Self-ensembling with mask-boundary domain adaptation for optic disc and cup segmentation

Abstract

Due to different retinal fundus image acquisition devices having various imaging principles, domain shift often occurs between different datasets. Hence, a segmentation network well-trained on one dataset (i.e., source domain) usually obtains very poor performance on another dataset (i.e., target domain), which results in us having to annotate the new dataset (target domain) to train the segmentation network again. However, annotating a new dataset is usually time-consuming and laborious. To address this problem, we proposed a novel unsupervised domain adaptation method for optic disc and cup segmentation. To be specific, we first utilized a domain adaptation method based on self-ensembling to effectively align the features of the source domain and target domain. Then, we designed a novel backbone network (MBU-Net) to make full use of the mask and boundary information to improve the segmentation performance of self-ensembling.
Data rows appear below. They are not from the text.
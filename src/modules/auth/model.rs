//! Authentication data models and DTOs.
//!
//! # Core Types
//!
//! - [`User`] - Base user entity from the database
//! - [`UserRole`] - The three system roles
//! - [`Claims`] - JWT access token claims
//!
//! # System Roles
//!
//! | Role | Description |
//! |------|-------------|
//! | Super Admin | Full system access |
//! | School Admin | Administrative mutations on school resources |
//! | Moderator | Teacher account; authenticated read access |

use serde::{Deserialize, Serialize};
use sqlx::FromRow;
use utoipa::ToSchema;
use uuid::Uuid;
use validator::Validate;

/// A user account. Teacher accounts hold the `moderator` role and are
/// linked 1:1 to a row in `teachers`.
#[derive(Serialize, Deserialize, FromRow, Debug, Clone, PartialEq, Eq, ToSchema)]
pub struct User {
    pub id: Uuid,
    pub name: String,
    pub email: String,
    pub role: UserRole,
    pub created_at: chrono::DateTime<chrono::Utc>,
    pub updated_at: chrono::DateTime<chrono::Utc>,
}

#[derive(
    Serialize, Deserialize, sqlx::Type, Debug, Clone, Copy, PartialEq, Eq, ToSchema,
)]
#[serde(rename_all = "snake_case")]
#[sqlx(rename_all = "snake_case")]
pub enum UserRole {
    SuperAdmin,
    SchoolAdmin,
    Moderator,
}

impl UserRole {
    pub fn as_str(&self) -> &'static str {
        match self {
            UserRole::SuperAdmin => "super_admin",
            UserRole::SchoolAdmin => "school_admin",
            UserRole::Moderator => "moderator",
        }
    }
}

/// JWT access token claims.
#[derive(Debug, Clone, Serialize, Deserialize)]
pub struct Claims {
    pub sub: String, // user id
    pub email: String,
    pub role: String,
    pub exp: usize,
    pub iat: usize,
}

/// Claims of a short-lived password reset token.
#[derive(Debug, Serialize, Deserialize)]
pub struct ResetTokenClaims {
    pub user_id: String,
    pub email: String,
    pub exp: usize,
    pub iat: usize,
}

#[derive(Debug, Deserialize, Validate, ToSchema)]
pub struct RegisterRequestDto {
    #[validate(length(min = 3, message = "Name must be at least 3 characters"))]
    pub name: String,
    #[validate(email(message = "A valid email is required"))]
    pub email: String,
    #[validate(length(min = 6, message = "Password must be at least 6 characters"))]
    pub password: String,
    pub role: UserRole,
}

#[derive(Debug, Deserialize, Validate, ToSchema)]
pub struct LoginRequest {
    #[validate(email(message = "A valid email is required"))]
    pub email: String,
    #[validate(length(min = 1, message = "Password is required"))]
    pub password: String,
}

#[derive(Debug, Serialize, ToSchema)]
pub struct LoginData {
    pub token: String,
    pub user: User,
}

#[derive(Debug, Deserialize, Validate, ToSchema)]
pub struct ForgotPasswordRequest {
    #[validate(email(message = "A valid email is required"))]
    pub email: String,
}

#[derive(Debug, Deserialize, Validate, ToSchema)]
pub struct ResetPasswordRequest {
    #[validate(length(min = 1, message = "Reset token is required"))]
    pub token: String,
    #[validate(length(min = 6, message = "Password must be at least 6 characters"))]
    pub password: String,
}

#[cfg(test)]
mod tests {
    use super::*;

    #[test]
    fn test_user_role_round_trip() {
        for (role, s) in [
            (UserRole::SuperAdmin, "\"super_admin\""),
            (UserRole::SchoolAdmin, "\"school_admin\""),
            (UserRole::Moderator, "\"moderator\""),
        ] {
            assert_eq!(serde_json::to_string(&role).unwrap(), s);
            let parsed: UserRole = serde_json::from_str(s).unwrap();
            assert_eq!(parsed, role);
        }
    }

    #[test]
    fn test_user_role_text_representation_matches_schema() {
        use sqlx::{Postgres, Type};

        // The users.role column is VARCHAR with a CHECK over these strings.
        // Inserts bind `as_str()` rather than the enum itself, so no custom
        // Postgres type named after the enum is ever referenced at prepare
        // time; reads decode the enum from the text value.
        for (role, s) in [
            (UserRole::SuperAdmin, "super_admin"),
            (UserRole::SchoolAdmin, "school_admin"),
            (UserRole::Moderator, "moderator"),
        ] {
            assert_eq!(role.as_str(), s);
        }
        assert!(<UserRole as Type<Postgres>>::compatible(
            &<&str as Type<Postgres>>::type_info()
        ));
    }

    #[test]
    fn test_register_dto_validation() {
        use validator::Validate;

        let dto = RegisterRequestDto {
            name: "Jane Doe".to_string(),
            email: "jane@example.com".to_string(),
            password: "secret123".to_string(),
            role: UserRole::SchoolAdmin,
        };
        assert!(dto.validate().is_ok());

        let short_name = RegisterRequestDto {
            name: "Jo".to_string(),
            ..dto_clone(&dto)
        };
        assert!(short_name.validate().is_err());

        let short_password = RegisterRequestDto {
            password: "short".to_string(),
            ..dto_clone(&dto)
        };
        assert!(short_password.validate().is_err());
    }

    #[test]
    fn test_register_dto_rejects_unknown_role() {
        let json = r#"{"name":"Jane Doe","email":"jane@example.com","password":"secret123","role":"intruder"}"#;
        assert!(serde_json::from_str::<RegisterRequestDto>(json).is_err());
    }

    fn dto_clone(dto: &RegisterRequestDto) -> RegisterRequestDto {
        RegisterRequestDto {
            name: dto.name.clone(),
            email: dto.email.clone(),
            password: dto.password.clone(),
            role: dto.role,
        }
    }
}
Finally, we proposed an output-level adversarial domain adaptation (OADA) to address the domain shift problem of the structured output space in self-ensembling. In experiments, we test our proposed method on three different target domain datasets including Target Domain 1 (RIM-ONE_r3 dataset), Target Domain 2 (Drishti-GS dataset) and Target Domain 3 (REFUGE dataset). The experimental results demonstrate that our proposed method outperforms the compared state-of-the-art methods in the optic disc and cup segmentation tasks.